Could I Ever Say NO?
How I killed the Yes Man inside of me.
Early in my career, I spent several years as your stereotypical “yes man”. I was eager to please and my particular personality type (ENFP, for Meyers-Briggs fans) leaves me constantly seeking approval with a real fear of rejection or letting someone down. Saying yes was easy. It made everyone happy. I never ran the risk of having disagreements and I also never added any unnecessary stress to my life. My colleagues could come to me when they didn't really want a differing opinion and they knew I would always agree with their opinion. My “friends” would ask to borrow money and they knew I’d never turn them down. After observing the lack of career progression and my pockets draining (due to lack of borrower payments) I knew something had to change.
In my research campaign I sought out to answer the following questions:

TED.com is one of my favorite sites that I frequent, so I decided to see what I could come up with towards answering my questions. In August 2012 a TED talk by Margaret Heffernan was published in which she tells a story about a great and unusual scientist from the 1960s by the name of Alice Stewart who sought out to discover why the world was seeing rising numbers in childhood cancer. During this talk she illustrates how most people instinctively avoid conflict. How many people surround themselves with people who she refers to as “echo chambers” or those who are simply reflections of your own being. Margaret stresses that the best partners, research teams, and relationships are not echo chambers but rather, encourage and allow each other to deeply disagree. This was the first evidence I had found that seemed to support this concept of healthy argumentation but I needed to explore further.

Later into my research, I came across Dr. Scott E. Page who has been a professor of Political Science, Complex Systems, and Economics at the University of Michigan since 2000. One of the topics that Dr. Page has researched extensively throughout his career is how people interpret and utilize the concept of diversity. Not diversity in it’s common form that we may think of when you hear the word, but the concept cognitive diversity and why thinking differently can be such a huge asset. He defines and goes into detail about group dynamics, group thinking, and group performance. All of which become increasingly more efficient in tackling complex problems when built from diverse individuals rather than homogeneous groups. After I finished watching this entire coursework, it was clear in my mind that there was significant supporting evidence for anyone in general but especially employees working within organizations to challenge status quo, for managers and leaders to create diverse work teams, and for individuals to say “no” when they believe there are alternatives.

In an attempt to help one of my employees get to the root of our customers issues, I had explained to him the concept of “The 5 Whys”. I had read about this concept some years back in a book about the Toyota Motor Corporation and their production system. A few days later, that employee shared with me a YouTube video with speaker Simon Sinek. The talk that Simon gives is so simple and yet so effective in communicating the importance of asking “why”. He provides many examples of how people or organizations have utilized this concept and achieved great results. He also shares his concept of the “Golden Circle” which codifies three distinct and interdependent elements (Why, How, What) that makes any person or organization function at its highest ability. I had always felt that there was a reason to say no and to challenge status quo, yet I was never quite sure what the alternative was. I believe after seeing this video (and reading Simon’s book) that I was better equipped to answer that question.

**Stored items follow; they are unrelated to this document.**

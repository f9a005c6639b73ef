use ostinato_infra_synth_simple::sysex::data_set_message;
use ostinato_infra_synth_simple::{SimpleSynth, SimpleSynthConfig};
use ostinato_ports::engine::{EngineError, PolyStats, ReportHandler, SynthEngine};
use ostinato_ports::event::pack_short_message;
use ostinato_ports::memory::{mem_addr, MEMORY_MAP_SIZE};
use ostinato_ports::sample::{NativeBuffer, NativeSliceMut, SampleFormat};
use parking_lot::Mutex;
use pretty_assertions::assert_eq;
use std::sync::Arc;

#[derive(Clone, Debug, PartialEq)]
enum Report {
    Debug(String),
    OpenError(String),
    Lcd(String),
    Reset,
    Reconfig,
    ReverbMode(u8),
    ReverbTime(u8),
    ReverbLevel(u8),
    Poly(u8, PolyStats),
    Program(u8, u8, String),
}

type Reports = Arc<Mutex<Vec<Report>>>;

fn recording_handler() -> (ReportHandler, Reports) {
    let reports: Reports = Arc::default();
    let sink = || {
        let reports = reports.clone();
        move |report: Report| reports.lock().push(report)
    };
    let (debug, open_error, lcd, reset, reconfig) = (sink(), sink(), sink(), sink(), sink());
    let (reverb_mode, reverb_time, reverb_level) = (sink(), sink(), sink());
    let (poly, program) = (sink(), sink());

    let handler = ReportHandler {
        on_debug: Some(Box::new(move |m| debug(Report::Debug(m.to_string())))),
        on_open_error: Some(Box::new(move |m| open_error(Report::OpenError(m.to_string())))),
        on_lcd_message: Some(Box::new(move |m| lcd(Report::Lcd(m.to_string())))),
        on_device_reset: Some(Box::new(move || reset(Report::Reset))),
        on_device_reconfig: Some(Box::new(move || reconfig(Report::Reconfig))),
        on_reverb_mode: Some(Box::new(move |v| reverb_mode(Report::ReverbMode(v)))),
        on_reverb_time: Some(Box::new(move |v| reverb_time(Report::ReverbTime(v)))),
        on_reverb_level: Some(Box::new(move |v| reverb_level(Report::ReverbLevel(v)))),
        on_poly_state_changed: Some(Box::new(move |p, s| poly(Report::Poly(p, s)))),
        on_program_changed: Some(Box::new(move |p, b, n| {
            program(Report::Program(p, b, n.to_string()))
        })),
        ..ReportHandler::default()
    };
    (handler, reports)
}

fn open_synth(config: SimpleSynthConfig) -> (SimpleSynth, Reports) {
    let (handler, reports) = recording_handler();
    let mut synth = SimpleSynth::new(config, handler);
    synth.open().expect("synth should open");
    (synth, reports)
}

fn render_i16(synth: &mut SimpleSynth, frames: usize) -> Vec<i16> {
    let mut buffer = NativeBuffer::with_frames(SampleFormat::Int16, frames);
    synth.render(buffer.frames_mut(frames));
    match buffer {
        NativeBuffer::Int16(samples) => samples,
        NativeBuffer::Float32(_) => unreachable!(),
    }
}

fn note_on(channel: u8, note: u8, velocity: u8) -> u32 {
    pack_short_message(&[0x90 | channel, note, velocity])
}

fn memory_byte(synth: &SimpleSynth, sysex_address: u32) -> u8 {
    let mut out = [0u8; 1];
    synth.read_memory(mem_addr(sysex_address), &mut out);
    out[0]
}

#[test]
fn invalid_config_fails_to_open() {
    let (handler, reports) = recording_handler();
    let mut synth = SimpleSynth::new(
        SimpleSynthConfig {
            max_block_frames: 0,
            ..SimpleSynthConfig::default()
        },
        handler,
    );

    assert!(matches!(synth.open(), Err(EngineError::OpenFailed(_))));
    assert!(!synth.is_open());
    assert!(matches!(reports.lock().as_slice(), [Report::OpenError(_)]));
    assert!(!synth.play_msg(note_on(1, 60, 100), 0));
}

#[test]
fn notes_start_at_their_timestamp() {
    let (mut synth, reports) = open_synth(SimpleSynthConfig::default());
    assert!(synth.play_msg(note_on(1, 69, 127), 100));

    let samples = render_i16(&mut synth, 256);

    assert!(samples[..200].iter().all(|s| *s == 0));
    assert!(samples[202..].iter().any(|s| *s != 0));
    assert_eq!(synth.rendered_frames(), 256);
    assert_eq!(synth.pending_events(), 0);
    assert_eq!(
        reports.lock().as_slice(),
        &[Report::Poly(
            0,
            PolyStats {
                polys: 1,
                non_releasing: 1
            }
        )]
    );
}

#[test]
fn past_timestamps_play_immediately() {
    let (mut synth, _) = open_synth(SimpleSynthConfig::default());
    render_i16(&mut synth, 64);
    assert!(synth.play_msg(note_on(1, 69, 127), 10));

    let samples = render_i16(&mut synth, 16);
    assert!(samples.iter().any(|s| *s != 0));
}

#[test]
fn full_queue_rejects_messages() {
    let (mut synth, _) = open_synth(SimpleSynthConfig {
        queue_capacity: 2,
        ..SimpleSynthConfig::default()
    });
    assert!(synth.play_msg(note_on(1, 60, 100), 1000));
    assert!(synth.play_msg(note_on(1, 62, 100), 1000));
    assert!(!synth.play_msg(note_on(1, 64, 100), 1000));
    assert!(!synth.play_sysex(&data_set_message(0x10, 0x10_0016, &[50]), 1000));
}

#[test]
fn program_change_reports_patch_name() {
    let (mut synth, reports) = open_synth(SimpleSynthConfig::default());
    assert!(synth.play_msg(pack_short_message(&[0xC1, 70]), 0));
    render_i16(&mut synth, 8);

    assert_eq!(
        reports.lock().as_slice(),
        &[Report::Program(0, 1, "Tone B-06".to_string())]
    );
}

#[test]
fn rhythm_part_ignores_program_change() {
    let (mut synth, reports) = open_synth(SimpleSynthConfig::default());
    assert!(synth.play_msg(pack_short_message(&[0xC9, 3]), 0));
    render_i16(&mut synth, 8);
    assert!(reports.lock().is_empty());
}

#[test]
fn data_set_writes_memory_and_reports_reverb() {
    let (mut synth, reports) = open_synth(SimpleSynthConfig::default());
    assert!(synth.play_sysex(&data_set_message(0x10, 0x10_0001, &[2, 3, 4]), 0));
    assert!(synth.play_sysex(&data_set_message(0x10, 0x10_0016, &[50]), 0));
    render_i16(&mut synth, 8);

    assert_eq!(memory_byte(&synth, 0x10_0001), 2);
    assert_eq!(memory_byte(&synth, 0x10_0016), 50);
    assert_eq!(
        reports.lock().as_slice(),
        &[
            Report::ReverbMode(2),
            Report::ReverbTime(3),
            Report::ReverbLevel(4)
        ]
    );
}

#[test]
fn bad_checksum_is_ignored() {
    let (mut synth, reports) = open_synth(SimpleSynthConfig::default());
    let mut message = data_set_message(0x10, 0x10_0016, &[50]);
    let sum = message.len() - 2;
    message[sum] ^= 0x01;
    assert!(synth.play_sysex(&message, 0));
    render_i16(&mut synth, 8);

    assert_eq!(memory_byte(&synth, 0x10_0016), 100);
    assert!(matches!(reports.lock().as_slice(), [Report::Debug(_)]));
}

#[test]
fn display_writes_report_lcd_text() {
    let (mut synth, reports) = open_synth(SimpleSynthConfig::default());
    assert!(synth.play_sysex(&data_set_message(0x10, 0x20_0000, b"Hello"), 0));
    render_i16(&mut synth, 8);

    let expected = format!("{:<20}", "Hello");
    assert_eq!(synth.display_text(), expected);
    assert_eq!(reports.lock().as_slice(), &[Report::Lcd(expected)]);
}

#[test]
fn reset_restores_rom_contents() {
    let (mut synth, reports) = open_synth(SimpleSynthConfig::default());
    synth.write_memory(mem_addr(0x10_0016), &[10]);
    assert!(synth.play_sysex(&data_set_message(0x10, 0x7F_0000, &[0]), 0));
    render_i16(&mut synth, 8);

    assert_eq!(memory_byte(&synth, 0x10_0016), 100);
    assert_eq!(reports.lock().as_slice(), &[Report::Reset]);
}

#[test]
fn channel_assignment_follows_system_area() {
    let (mut synth, reports) = open_synth(SimpleSynthConfig::default());
    assert!(synth.play_sysex(&data_set_message(0x10, 0x10_000D, &[15]), 0));
    assert!(synth.play_msg(note_on(1, 69, 127), 0));
    let silent = render_i16(&mut synth, 64);
    assert!(silent.iter().all(|s| *s == 0));
    assert_eq!(reports.lock().as_slice(), &[Report::Reconfig]);

    assert!(synth.play_msg(note_on(15, 69, 127), 64));
    let playing = render_i16(&mut synth, 64);
    assert!(playing.iter().any(|s| *s != 0));
}

#[test]
fn float_output_is_produced_in_native_format() {
    let (mut synth, _) = open_synth(SimpleSynthConfig {
        sample_format: SampleFormat::Float32,
        ..SimpleSynthConfig::default()
    });
    assert!(synth.play_msg(note_on(1, 69, 127), 0));
    let mut buffer = NativeBuffer::with_frames(SampleFormat::Float32, 64);
    synth.render(buffer.frames_mut(64));

    match buffer {
        NativeBuffer::Float32(samples) => {
            assert!(samples.iter().any(|s| *s != 0.0));
            assert!(samples.iter().all(|s| s.abs() <= 1.0));
        }
        NativeBuffer::Int16(_) => panic!("expected float output"),
    }
}

#[test]
fn closed_synth_renders_silence() {
    let mut synth = SimpleSynth::default();
    let mut samples = vec![7i16; 32];
    synth.render(NativeSliceMut::Int16(&mut samples));
    assert!(samples.iter().all(|s| *s == 0));
}

#[test]
fn memory_access_clamps_at_the_map_end() {
    let (mut synth, _) = open_synth(SimpleSynthConfig::default());
    synth.write_memory(MEMORY_MAP_SIZE - 2, &[1, 2, 3, 4]);
    let mut out = [9u8; 4];
    synth.read_memory(MEMORY_MAP_SIZE - 2, &mut out);
    assert_eq!(out, [1, 2, 9, 9]);
}

fn control_change(channel: u8, controller: u8, value: u8) -> u32 {
    pack_short_message(&[0xB0 | channel, controller, value])
}

fn note_off(channel: u8, note: u8) -> u32 {
    pack_short_message(&[0x80 | channel, note, 0])
}

fn poly_reports(reports: &Reports) -> Vec<Report> {
    reports
        .lock()
        .drain(..)
        .filter(|report| matches!(report, Report::Poly(..)))
        .collect()
}

#[test]
fn oldest_voice_is_stolen() {
    let (mut synth, reports) = open_synth(SimpleSynthConfig {
        max_voices: 2,
        ..SimpleSynthConfig::default()
    });
    for note in [60, 62, 64] {
        assert!(synth.play_msg(note_on(1, note, 100), 0));
    }
    render_i16(&mut synth, 8);
    assert_eq!(
        poly_reports(&reports),
        vec![Report::Poly(0, PolyStats { polys: 2, non_releasing: 2 })]
    );

    // 60 was stolen, so releasing it changes nothing.
    assert!(synth.play_msg(note_off(1, 60), 8));
    render_i16(&mut synth, 8);
    assert!(poly_reports(&reports).is_empty());

    assert!(synth.play_msg(note_off(1, 62), 16));
    render_i16(&mut synth, 8);
    assert_eq!(
        poly_reports(&reports),
        vec![Report::Poly(0, PolyStats { polys: 2, non_releasing: 1 })]
    );
}

#[test]
fn sustain_holds_released_notes() {
    let (mut synth, reports) = open_synth(SimpleSynthConfig::default());
    assert!(synth.play_msg(control_change(1, 64, 127), 0));
    assert!(synth.play_msg(note_on(1, 60, 100), 0));
    assert!(synth.play_msg(note_off(1, 60), 0));
    render_i16(&mut synth, 8);
    assert_eq!(
        poly_reports(&reports),
        vec![Report::Poly(0, PolyStats { polys: 1, non_releasing: 1 })]
    );

    assert!(synth.play_msg(control_change(1, 64, 0), 8));
    render_i16(&mut synth, 8);
    assert_eq!(
        poly_reports(&reports),
        vec![Report::Poly(0, PolyStats { polys: 1, non_releasing: 0 })]
    );
}

#[test]
fn released_voices_finish_after_the_release_time() {
    // 0.2 s of release at 1 kHz is 200 frames.
    let (mut synth, _) = open_synth(SimpleSynthConfig {
        native_rate_hz: 1_000,
        ..SimpleSynthConfig::default()
    });
    assert!(synth.play_msg(note_on(1, 69, 127), 0));
    assert!(synth.play_msg(control_change(1, 123, 0), 0));

    let samples = render_i16(&mut synth, 300);
    assert!(samples[..400].iter().any(|s| *s != 0));
    assert!(samples[400..].iter().all(|s| *s == 0));
}

#[test]
fn rhythm_notes_start_released() {
    let (mut synth, reports) = open_synth(SimpleSynthConfig::default());
    assert!(synth.play_msg(note_on(9, 36, 100), 0));
    render_i16(&mut synth, 8);
    assert_eq!(
        poly_reports(&reports),
        vec![Report::Poly(8, PolyStats { polys: 1, non_releasing: 0 })]
    );
}

#[test]
fn poly_change_is_reported_once() {
    let (mut synth, reports) = open_synth(SimpleSynthConfig::default());
    render_i16(&mut synth, 8);
    assert!(poly_reports(&reports).is_empty());

    assert!(synth.play_msg(note_on(1, 60, 100), 8));
    render_i16(&mut synth, 8);
    assert_eq!(poly_reports(&reports).len(), 1);
    render_i16(&mut synth, 8);
    assert!(poly_reports(&reports).is_empty());
}

#[test]
fn later_events_wait_behind_the_queue_head() {
    let (mut synth, _) = open_synth(SimpleSynthConfig::default());
    assert!(synth.play_msg(note_on(1, 60, 100), 10));
    assert!(synth.play_msg(note_on(1, 62, 100), 5));

    render_i16(&mut synth, 10);
    assert_eq!(synth.pending_events(), 2);
    render_i16(&mut synth, 1);
    assert_eq!(synth.pending_events(), 0);
}

#[test]
fn sysex_buffer_is_bounded_and_recycled() {
    let message = data_set_message(0x10, 0x20_0000, b"Hi");
    let (mut synth, _) = open_synth(SimpleSynthConfig {
        sysex_buffer_bytes: message.len() + 4,
        ..SimpleSynthConfig::default()
    });
    assert!(synth.play_sysex(&message, 0));
    assert!(!synth.play_sysex(&message, 0));

    render_i16(&mut synth, 8);
    assert_eq!(synth.pending_events(), 0);
    assert!(synth.play_sysex(&message, 8));
}

#[test]
fn unmapped_data_set_is_reported_as_debug_text() {
    let (mut synth, reports) = open_synth(SimpleSynthConfig::default());
    assert!(synth.play_sysex(&data_set_message(0x10, 0x18_0000, &[1]), 0));
    render_i16(&mut synth, 8);
    assert_eq!(
        reports.lock().as_slice(),
        &[Report::Debug("sysex write to unmapped address".to_string())]
    );
}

At this point, I knew it was okay to say No, but I still didn't know how to overcome my fears. In late 2012, I attended UCLA’s Technical Management Program which is where I first met Dr. Robert Maurer when he taught the class “Creating and Sustaining Excellence in the Workplace”. Dr. Maurer did his best to convince us that stress is not real, he showcased four skills for enhancing performance, and he showed us studies of primates and how they dealt with conflict within various situations. In the end, I found that Dr. Maurer research had led us to the to environments in which we live, work, and exists within. A supportive environment would lead to the sharing of ideas.
Having spent several years exploring these concepts and flexing my personality style, I can definitively say that the Yes Man that once existed is now gone, perhaps for good.
So what did I learn from these leaders and industry experts?
- Surround yourself with people who think differently than you do.
- Recognize that diverse opinions (other than yours) can still lead to your desired results.
- Ask why and explain why. The more you understand why someone is thinking the way they do and the more someone else understands the way you’re thinking, the more likely you are to have collaborative success and joint ownership.
- Create a supportive environment where you and your colleagues feel safe to share new thoughts, explore new ideas, and challenge status quo without the potential for rejection or being chastised.
Be bold, dare to be different, embrace your inner weird and see how it makes a difference in your life. Oh, and No, I won’t loan you money.